> **Task directions**: Give the number of lines in the records below that include "StatsRoute". Reply with that number alone.

> **Input data**:

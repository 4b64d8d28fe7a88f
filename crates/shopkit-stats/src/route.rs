//! Stats route resolution.
//!
//! `/store/stats/:type/:period/:segment?start_date=..&end_date=..`

use std::collections::HashMap;

use chrono::NaiveDate;
use serde::{Deserialize, Serialize};

use crate::error::StatsError;
use crate::params::{StatsPeriod, StatsSegment, StatsType};

/// Where invalid stats routes are sent.
pub const STATS_ROOT: &str = "/store/stats";

/// Date format accepted in the query string.
pub const QUERY_DATE_FORMAT: &str = "%Y-%m-%d";

/// Extracted route parameters (e.g., `:type` from `/store/stats/:type`).
pub type RouteParams = HashMap<String, String>;

/// Query string parameters.
pub type QueryParams = HashMap<String, String>;

/// Props handed to the stats page once the route is accepted.
#[derive(Debug, Clone, PartialEq, Eq, Serialize, Deserialize)]
pub struct StatsProps {
    #[serde(rename = "type")]
    pub stats_type: StatsType,
    pub period: StatsPeriod,
    pub segment: StatsSegment,
    #[serde(skip_serializing_if = "Option::is_none")]
    pub start_date: Option<NaiveDate>,
    #[serde(skip_serializing_if = "Option::is_none")]
    pub end_date: Option<NaiveDate>,
}

/// Outcome of resolving a stats route.
#[derive(Debug, Clone, PartialEq, Eq)]
pub enum RouteResolution {
    /// Render the stats page with these props.
    Render(StatsProps),
    /// Send the user elsewhere.
    Redirect(String),
}

impl RouteResolution {
    pub fn is_redirect(&self) -> bool {
        matches!(self, RouteResolution::Redirect(_))
    }
}

/// The store stats route.
pub struct StatsRoute;

impl StatsRoute {
    /// Validate the path parameters, reporting the first bad one.
    pub fn validate(
        params: &RouteParams,
    ) -> Result<(StatsType, StatsPeriod, StatsSegment), StatsError> {
        let stats_type = required(params, "type")?;
        let stats_type = StatsType::from_str(stats_type)
            .filter(StatsType::is_routable)
            .ok_or_else(|| invalid("type", stats_type))?;

        let period = required(params, "period")?;
        let period = StatsPeriod::from_str(period).ok_or_else(|| invalid("period", period))?;

        let segment = required(params, "segment")?;
        let segment =
            StatsSegment::from_str(segment).ok_or_else(|| invalid("segment", segment))?;

        Ok((stats_type, period, segment))
    }

    /// Resolve a request into page props, or a redirect to the stats root.
    pub fn resolve(params: &RouteParams, query: &QueryParams) -> RouteResolution {
        match Self::validate(params) {
            Ok((stats_type, period, segment)) => RouteResolution::Render(StatsProps {
                stats_type,
                period,
                segment,
                start_date: query_date(query, "start_date"),
                end_date: query_date(query, "end_date"),
            }),
            Err(e) => {
                tracing::debug!(error = %e, "redirecting stats route");
                RouteResolution::Redirect(STATS_ROOT.to_string())
            }
        }
    }
}

fn required<'a>(params: &'a RouteParams, name: &'static str) -> Result<&'a str, StatsError> {
    params
        .get(name)
        .map(String::as_str)
        .ok_or(StatsError::MissingParameter(name))
}

fn invalid(name: &'static str, value: &str) -> StatsError {
    StatsError::InvalidParameter {
        name,
        value: value.to_string(),
    }
}

fn query_date(query: &QueryParams, key: &str) -> Option<NaiveDate> {
    let raw = query.get(key)?;
    match NaiveDate::parse_from_str(raw, QUERY_DATE_FORMAT) {
        Ok(date) => Some(date),
        Err(e) => {
            tracing::warn!(key, value = %raw, error = %e, "ignoring malformed stats date");
            None
        }
    }
}

#[cfg(test)]
mod tests {
    use super::*;

    fn params(ty: &str, period: &str, segment: &str) -> RouteParams {
        HashMap::from([
            ("type".to_string(), ty.to_string()),
            ("period".to_string(), period.to_string()),
            ("segment".to_string(), segment.to_string()),
        ])
    }

    #[test]
    fn test_valid_route_renders() {
        let resolution = StatsRoute::resolve(
            &params("orders", "month", "sales_by_date"),
            &QueryParams::new(),
        );

        assert_eq!(
            resolution,
            RouteResolution::Render(StatsProps {
                stats_type: StatsType::Orders,
                period: StatsPeriod::Month,
                segment: StatsSegment::SalesByDate,
                start_date: None,
                end_date: None,
            })
        );
    }

    #[test]
    fn test_invalid_type_redirects() {
        let resolution = StatsRoute::resolve(
            &params("taxes", "month", "sales_by_date"),
            &QueryParams::new(),
        );
        assert_eq!(resolution, RouteResolution::Redirect("/store/stats".into()));
    }

    #[test]
    fn test_missing_parameter_reported() {
        let mut p = params("stock", "year", "coupon_usage");
        p.remove("period");

        assert_eq!(
            StatsRoute::validate(&p),
            Err(StatsError::MissingParameter("period"))
        );
        assert!(StatsRoute::resolve(&p, &QueryParams::new()).is_redirect());
    }

    #[test]
    fn test_invalid_segment_reported() {
        let err = StatsRoute::validate(&params("customers", "7day", "by_region")).unwrap_err();
        assert_eq!(
            err,
            StatsError::InvalidParameter {
                name: "segment",
                value: "by_region".into()
            }
        );
    }

    #[test]
    fn test_query_dates_parsed() {
        let query = HashMap::from([
            ("start_date".to_string(), "2017-03-01".to_string()),
            ("end_date".to_string(), "2017-03-31".to_string()),
        ]);
        let resolution =
            StatsRoute::resolve(&params("orders", "custom", "sales_by_product"), &query);

        let RouteResolution::Render(props) = resolution else {
            panic!("expected render");
        };
        assert_eq!(props.start_date, NaiveDate::from_ymd_opt(2017, 3, 1));
        assert_eq!(props.end_date, NaiveDate::from_ymd_opt(2017, 3, 31));
    }

    #[test]
    fn test_malformed_query_date_dropped() {
        let query = HashMap::from([("start_date".to_string(), "03/01/2017".to_string())]);
        let resolution =
            StatsRoute::resolve(&params("orders", "custom", "sales_by_product"), &query);

        let RouteResolution::Render(props) = resolution else {
            panic!("expected render");
        };
        assert_eq!(props.start_date, None);
    }
}
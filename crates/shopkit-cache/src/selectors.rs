//! Read-only queries over cache state.
//!
//! The cache slice may not exist yet (extension never loaded), so every
//! selector accepts `Option<&CacheState>`.

use crate::state::{CacheState, RequestStatus, SiteId};

/// Check if a delete request is in flight for `site_id`.
pub fn is_deleting_cache(state: Option<&CacheState>, site_id: SiteId) -> bool {
    state
        .and_then(|s| s.delete_status.get(&site_id))
        .map(|d| d.deleting)
        .unwrap_or(false)
}

/// Check if the last delete request for `site_id` succeeded.
pub fn is_cache_delete_successful(state: Option<&CacheState>, site_id: SiteId) -> bool {
    get_cache_delete_status(state, site_id) == Some(RequestStatus::Success)
}

/// Status of the last delete request for `site_id`, if any.
pub fn get_cache_delete_status(
    state: Option<&CacheState>,
    site_id: SiteId,
) -> Option<RequestStatus> {
    state
        .and_then(|s| s.delete_status.get(&site_id))
        .map(|d| d.status)
}
//! CLI execution context.

use std::path::{Path, PathBuf};

use anyhow::{Context as _, Result};
use shopkit_observability::{RunId, StructuredLogger};

use crate::config::{CliConfig, CONFIG_NAMES};
use crate::output::Output;

/// Execution context for CLI commands.
pub struct Context {
    /// CLI configuration.
    pub config: CliConfig,
    /// Output handler.
    pub output: Output,
    /// Structured logger for this run.
    pub logger: StructuredLogger,
    /// Working directory.
    pub cwd: PathBuf,
}

impl Context {
    /// Load context from config file.
    pub fn load(config_path: Option<&str>, output: Output, command: &str) -> Result<Self> {
        let cwd = std::env::current_dir().context("Failed to get current directory")?;

        let config = if let Some(path) = config_path {
            CliConfig::load(path)?
        } else {
            Self::find_config(&cwd).unwrap_or_default()
        };

        let logger = StructuredLogger::new(RunId::generate())
            .with_command(command)
            .with_format(config.log.format)
            .with_min_level(config.log.level);

        Ok(Self {
            config,
            output,
            logger,
            cwd,
        })
    }

    /// Find config file in directory tree.
    fn find_config(start: &Path) -> Option<CliConfig> {
        let mut current = start.to_path_buf();
        loop {
            for name in CONFIG_NAMES {
                let config_path = current.join(name);
                if config_path.exists() {
                    if let Ok(config) = CliConfig::load(config_path.to_str()?) {
                        return Some(config);
                    }
                }
            }

            if !current.pop() {
                break;
            }
        }

        None
    }

    /// Resolve a path relative to the working directory.
    pub fn resolve_path(&self, path: &str) -> PathBuf {
        if Path::new(path).is_absolute() {
            PathBuf::from(path)
        } else {
            self.cwd.join(path)
        }
    }

    /// Read a file argument, or stdin when it is `-`.
    pub fn read_input(&self, path: &str) -> Result<String> {
        if path == "-" {
            return std::io::read_to_string(std::io::stdin()).context("Failed to read stdin");
        }
        let resolved = self.resolve_path(path);
        std::fs::read_to_string(&resolved)
            .with_context(|| format!("Failed to read {}", resolved.display()))
    }
}
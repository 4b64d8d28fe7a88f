//! CLI configuration.

use anyhow::{Context, Result};
use serde::{Deserialize, Serialize};
use shopkit_observability::{LogFormat, LogLevel};

/// Config file names searched from the working directory upward.
pub const CONFIG_NAMES: [&str; 3] = ["shopkit.toml", ".shopkit.toml", "shopkit.json"];

/// CLI configuration file.
#[derive(Debug, Clone, Default, PartialEq, Serialize, Deserialize)]
pub struct CliConfig {
    /// Logging configuration.
    #[serde(default)]
    pub log: LogConfig,

    /// Variation generation settings.
    #[serde(default)]
    pub variations: VariationsConfig,

    /// Stats route settings.
    #[serde(default)]
    pub stats: StatsConfig,
}

impl CliConfig {
    /// Load config from a file.
    pub fn load(path: &str) -> Result<Self> {
        let content = std::fs::read_to_string(path)
            .with_context(|| format!("Failed to read config file: {}", path))?;

        Self::parse(path, &content)
    }

    /// Parse config content, picking the format from the file extension.
    pub fn parse(path: &str, content: &str) -> Result<Self> {
        if path.ends_with(".json") {
            serde_json::from_str(content)
                .with_context(|| format!("Failed to parse JSON config: {}", path))
        } else {
            toml::from_str(content)
                .with_context(|| format!("Failed to parse TOML config: {}", path))
        }
    }
}

/// Logging configuration.
#[derive(Debug, Clone, Default, PartialEq, Serialize, Deserialize)]
pub struct LogConfig {
    /// Log line format.
    #[serde(default)]
    pub format: LogFormat,

    /// Minimum level written.
    #[serde(default)]
    pub level: LogLevel,
}

/// Variation generation settings.
#[derive(Debug, Clone, PartialEq, Serialize, Deserialize)]
pub struct VariationsConfig {
    /// Warn when a product would produce more variations than this.
    #[serde(default = "default_warn_threshold")]
    pub warn_threshold: usize,
}

fn default_warn_threshold() -> usize {
    100
}

impl Default for VariationsConfig {
    fn default() -> Self {
        Self {
            warn_threshold: default_warn_threshold(),
        }
    }
}

/// Stats route settings.
#[derive(Debug, Clone, Default, PartialEq, Serialize, Deserialize)]
pub struct StatsConfig {
    /// Site slug used when `--slug` is not given.
    #[serde(default, skip_serializing_if = "Option::is_none")]
    pub default_slug: Option<String>,
}

/// Generate a default shopkit.toml config file.
pub fn generate_default_config() -> String {
    r#"# shopkit configuration

[log]
format = "human"
level = "info"

[variations]
warn_threshold = 100

[stats]
# default_slug = "example.com"
"#
    .to_string()
}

> **The answer**: 9